Ok, here is the data, we have
22,400,000 bitcoin addresses
There are 2^96 Possible public addresses
My computer can create 9,100,000 addresses a second
Considering I would be generating the addresses randomly, I have two questions
1) How long before I would crack one of the 22.4 million addresses?
2) How long would it take to crack a specific address?
Sorry if this seems like a simple math problem, my math sucks
This question appears to be off-topic. The users who voted to close gave this specific reason:
First, the probability of success for a random attempt is $p$, where $$p = \frac{22,400,000}{2^{96}} \approx 2.8 \times 10^{-22}$$
The probability of failure for one attempt is $1-p$, so the probability of $n$ failures is $(1-p)^n$.

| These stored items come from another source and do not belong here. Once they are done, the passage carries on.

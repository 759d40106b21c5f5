//! The seam between the dispatcher and the desktop shell.
//!
//! [`WallpaperService`] exposes the three primitives the shell offers
//! (handle lookup, geometry query, wallpaper assignment).  Everything the
//! dispatcher needs on top of them (checked and fast per-monitor
//! assignment, enumeration) is provided here so every implementation
//! shares one enumeration algorithm.

use std::fmt;
use std::path::Path;

use crate::errors::WallpaperError;

/// Upper bound on monitors enumerated or targeted by a multi-list.
pub const MAX_MONITORS: u32 = 99;

// ---------------------------------------------------------------------------
// Data types
// ---------------------------------------------------------------------------

/// Opaque per-monitor identifier returned by the platform for an ordinal.
///
/// Only valid for the dispatch call that obtained it.
#[derive(Debug, Clone, PartialEq, Eq)]
pub struct MonitorHandle(String);

impl MonitorHandle {
    pub fn new(id: impl Into<String>) -> Self {
        Self(id.into())
    }

    pub fn as_str(&self) -> &str {
        &self.0
    }
}

impl fmt::Display for MonitorHandle {
    fn fmt(&self, f: &mut fmt::Formatter<'_>) -> fmt::Result {
        f.write_str(&self.0)
    }
}

/// Display rectangle in virtual-screen coordinates.
#[derive(Debug, Clone, Copy, PartialEq, Eq, Default)]
pub struct MonitorRect {
    pub left: i32,
    pub top: i32,
    pub right: i32,
    pub bottom: i32,
}

impl MonitorRect {
    pub fn width(&self) -> i32 {
        self.right - self.left
    }

    pub fn height(&self) -> i32 {
        self.bottom - self.top
    }
}

/// One attached monitor as seen during a single enumeration pass.
#[derive(Debug, Clone, PartialEq, Eq)]
pub struct MonitorInfo {
    pub ordinal: u32,
    pub handle: MonitorHandle,
    pub rect: MonitorRect,
}

// ---------------------------------------------------------------------------
// Service trait
// ---------------------------------------------------------------------------

/// Desktop wallpaper service.
///
/// Implementors supply the three primitives; the provided methods compose
/// them.  No method retries.
pub trait WallpaperService {
    /// Identifier of the monitor at `ordinal`.
    fn monitor_at(&self, ordinal: u32) -> Result<MonitorHandle, WallpaperError>;

    /// Display rectangle of `handle`, or `None` when the platform reports
    /// that no such monitor is attached.
    fn monitor_rect(&self, handle: &MonitorHandle) -> Result<Option<MonitorRect>, WallpaperError>;

    /// Assign `path` to `monitor`, or to every monitor when `monitor` is
    /// `None`.
    fn set_wallpaper(
        &self,
        monitor: Option<&MonitorHandle>,
        path: &Path,
    ) -> Result<(), WallpaperError>;

    /// Assign `path` to the monitor at `ordinal` after confirming it has
    /// geometry.  A detached monitor is silently left alone.
    fn set_monitor_wallpaper(&self, ordinal: u32, path: &Path) -> Result<(), WallpaperError> {
        let handle = self.monitor_at(ordinal)?;
        match self.monitor_rect(&handle)? {
            Some(_) => self.set_wallpaper(Some(&handle), path),
            None => {
                log::debug!("monitor {ordinal} ({handle}) reports no geometry, skipping");
                Ok(())
            }
        }
    }

    /// Assign `path` to the monitor at `ordinal` without the geometry check.
    ///
    /// Acts on whatever identifier the platform returns for `ordinal`, even
    /// if the monitor set changed since it was last enumerated.
    fn set_monitor_wallpaper_fast(&self, ordinal: u32, path: &Path) -> Result<(), WallpaperError> {
        let handle = self.monitor_at(ordinal)?;
        self.set_wallpaper(Some(&handle), path)
    }

    /// Assign `path` to every attached monitor in one call.
    fn set_all_wallpapers(&self, path: &Path) -> Result<(), WallpaperError> {
        self.set_wallpaper(None, path)
    }

    /// Probe ordinals from 0 upward until one has no geometry.
    ///
    /// Two platform calls per ordinal; the first failure of either ends the
    /// walk.  Capped at [`MAX_MONITORS`].
    fn enumerate_monitors(&self) -> Vec<MonitorInfo> {
        let mut monitors = Vec::new();
        for ordinal in 0..MAX_MONITORS {
            let handle = match self.monitor_at(ordinal) {
                Ok(handle) => handle,
                Err(e) => {
                    log::debug!("monitor {ordinal}: handle lookup failed: {e}");
                    break;
                }
            };
            match self.monitor_rect(&handle) {
                Ok(Some(rect)) => {
                    log::debug!(
                        "monitor {ordinal}: {handle} {}x{} at ({},{})",
                        rect.width(),
                        rect.height(),
                        rect.left,
                        rect.top
                    );
                    monitors.push(MonitorInfo {
                        ordinal,
                        handle,
                        rect,
                    });
                }
                Ok(None) => break,
                Err(e) => {
                    log::debug!("monitor {ordinal}: geometry query failed: {e}");
                    break;
                }
            }
        }
        monitors
    }

    /// Number of monitors attached right now.  May be stale immediately.
    fn attached_monitor_count(&self) -> u32 {
        self.enumerate_monitors().len() as u32
    }
}

// ---------------------------------------------------------------------------
// Platform entry points
// ---------------------------------------------------------------------------

/// Guard that keeps the platform subsystem alive until dropped.
#[cfg(windows)]
pub type SubsystemGuard = crate::com::ComGuard;

/// The wallpaper service for this target.
#[cfg(windows)]
pub type DefaultService = crate::desktop::DesktopWallpaper;

/// Initialise the platform subsystem for this thread.
#[cfg(windows)]
pub fn init_subsystem() -> Result<SubsystemGuard, WallpaperError> {
    crate::com::ComGuard::init()
}

/// Create the desktop wallpaper service.  Requires [`init_subsystem`].
#[cfg(windows)]
pub fn acquire_service() -> Result<DefaultService, WallpaperError> {
    crate::desktop::DesktopWallpaper::acquire()
}

#[cfg(not(windows))]
pub use unsupported::{acquire_service, init_subsystem, DefaultService, SubsystemGuard};

#[cfg(not(windows))]
mod unsupported {
    use std::path::Path;

    use super::{MonitorHandle, MonitorRect, WallpaperService};
    use crate::errors::WallpaperError;

    const UNSUPPORTED: &str = "desktop wallpaper service is only available on Windows";

    /// Never constructed: the subsystem cannot be initialised here.
    #[derive(Debug)]
    pub struct SubsystemGuard(());

    /// Never constructed: there is no wallpaper service on this target.
    #[derive(Debug)]
    pub struct DefaultService(());

    impl WallpaperService for DefaultService {
        fn monitor_at(&self, _ordinal: u32) -> Result<MonitorHandle, WallpaperError> {
            Err(WallpaperError::Platform(UNSUPPORTED.to_owned()))
        }

        fn monitor_rect(
            &self,
            _handle: &MonitorHandle,
        ) -> Result<Option<MonitorRect>, WallpaperError> {
            Err(WallpaperError::Platform(UNSUPPORTED.to_owned()))
        }

        fn set_wallpaper(
            &self,
            _monitor: Option<&MonitorHandle>,
            _path: &Path,
        ) -> Result<(), WallpaperError> {
            Err(WallpaperError::Platform(UNSUPPORTED.to_owned()))
        }
    }

    pub fn init_subsystem() -> Result<SubsystemGuard, WallpaperError> {
        Err(WallpaperError::SubsystemInit(UNSUPPORTED.to_owned()))
    }

    pub fn acquire_service() -> Result<DefaultService, WallpaperError> {
        Err(WallpaperError::ServiceAcquisition(UNSUPPORTED.to_owned()))
    }
}

// ---------------------------------------------------------------------------
// Test support
// ---------------------------------------------------------------------------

Now, to answer your question, we need to be a bit more specific about what it means to crack one of the addresses. We can't ever guarantee that an address will be cracked after finitely many attempts, so instead, let's set a threshold. Suppose we want to know how many attempts it will take before the probability of cracking an address is at least $99\%$, or $0.99$. In that case, we want to know how big $n$ should be in order to make the probability of $n$ failures no more than $0.01$.
We therefore have $$(1 - p)^n \le 0.01$$ Taking logs of both sides, $$n\ln(1-p) \le \ln0.01$$
But $\ln(1-p) = -p - \frac12p^2 - \frac13p^3 -\ldots$, so since $p$ is so small, $\ln(1-p) \approx -p$ will be an excellent approximation. Therefore we want to choose an $n$ such that $$n \ge \frac{\ln0.01}{-p}$$ The right-hand side is approximately $16,288,355,888,451,313,684,419$. Even at nine million attempts a second, you might want to settle in with a good book. As for cracking a particular address, it's the same exercise, but replace the numerator of $p$ with $1$.